■ WHAT THE TASK ASKS
Once the data has been read, restate all of it exactly.
== DATA ==
/// MARC language code for a language name used in IMSLP documents.
#[must_use]
pub fn language_code(name: &str) -> Option<&'static str> {
    let code = match name {
        "Ancient Greek" => "grc",
        "Armenian" => "arm",
        "Catalan" | "Catalàn" => "cat",
        "Church Slavonic" => "chu",
        "Croatian" => "hrv",
        "Czech" => "cze",
        "Danish" => "dan",
        "Deutsch" | "German" | "german" => "ger",
        "Dutch" => "dut",
        "English" => "eng",
        "Esperanto" => "epo",
        "Finnish" => "fin",
        "Français" | "french" | "French" => "fre",
        "Greek" => "ell",
        "Hebrew" => "heb",
        "Hungarian" => "hun",
        "Icelandic" => "ice",
        "Irish" => "gle",
        "Italian" | "italian" | "Italiano" | "Italien" => "ita",
        "Japanese" => "jpn",
        "Latein" | "Latin" | "latin" => "lat",
        "Middle French" => "frm",
        "Neapolitan" => "nap",
        "Norwegian" => "nor",
        "Polish" => "pol",
        "Portuguese" => "por",
        "Romanian" => "rom",
        "Russian" => "rus",
        "Serbian (Cyrillic)" | "Serbian" => "srp",
        "Spanish" => "spa",
        "Swedish" => "swe",
        "Telugu" => "tel",
        "Turkish" => "tur",
        "Ukrainian" => "ukr",
        "Welsh" => "wel",
        "Yiddish" => "yid",
        _ => return None,
    };
    Some(code)
}

/// Work title and VIAF identifier of one IMSLP record.
#[derive(Debug, Clone, Default, PartialEq, Eq, Serialize, Deserialize)]
pub struct FieldmapEntry {
    /// Uniform work title, used for 240 $a
    #[serde(default)]
    pub title: String,
    /// `(VIAF)<number>`, used for 100 $0
    #[serde(default)]
    pub viaf: String,
}

/// Record id to [`FieldmapEntry`].
///
/// The JSON form is `{"<id>": {"title": "...", "viaf": "(VIAF)..."}}`.
#[derive(Debug, Clone, Default, PartialEq, Eq, Serialize, Deserialize)]
#[serde(transparent)]
pub struct Fieldmap {
    entries: IndexMap<String, FieldmapEntry>,
}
===
■ RESPONSE FOR THIS EXERCISE
/// MARC language code for a language name used in IMSLP documents.
#[must_use]
pub fn language_code(name: &str) -> Option<&'static str> {
    let code = match name {
        "Ancient Greek" => "grc",
        "Armenian" => "arm",
        "Catalan" | "Catalàn" => "cat",
        "Church Slavonic" => "chu",
        "Croatian" => "hrv",
        "Czech" => "cze",
        "Danish" => "dan",
        "Deutsch" | "German" | "german" => "ger",
        "Dutch" => "dut",
        "English" => "eng",
        "Esperanto" => "epo",
        "Finnish" => "fin",
        "Français" | "french" | "French" => "fre",
        "Greek" => "ell",
        "Hebrew" => "heb",
        "Hungarian" => "hun",
        "Icelandic" => "ice",
        "Irish" => "gle",
        "Italian" | "italian" | "Italiano" | "Italien" => "ita",
        "Japanese" => "jpn",
        "Latein" | "Latin" | "latin" => "lat",
        "Middle French" => "frm",
        "Neapolitan" => "nap",
        "Norwegian" => "nor",
        "Polish" => "pol",
        "Portuguese" => "por",
        "Romanian" => "rom",
        "Russian" => "rus",
        "Serbian (Cyrillic)" | "Serbian" => "srp",
        "Spanish" => "spa",
        "Swedish" => "swe",
        "Telugu" => "tel",
        "Turkish" => "tur",
        "Ukrainian" => "ukr",
        "Welsh" => "wel",
        "Yiddish" => "yid",
        _ => return None,
    };
    Some(code)
}

/// Work title and VIAF identifier of one IMSLP record.
#[derive(Debug, Clone, Default, PartialEq, Eq, Serialize, Deserialize)]
pub struct FieldmapEntry {
    /// Uniform work title, used for 240 $a
    #[serde(default)]
    pub title: String,
    /// `(VIAF)<number>`, used for 100 $0
    #[serde(default)]
    pub viaf: String,
}

/// Record id to [`FieldmapEntry`].
///
/// The JSON form is `{"<id>": {"title": "...", "viaf": "(VIAF)..."}}`.
#[derive(Debug, Clone, Default, PartialEq, Eq, Serialize, Deserialize)]
#[serde(transparent)]
pub struct Fieldmap {
    entries: IndexMap<String, FieldmapEntry>,
}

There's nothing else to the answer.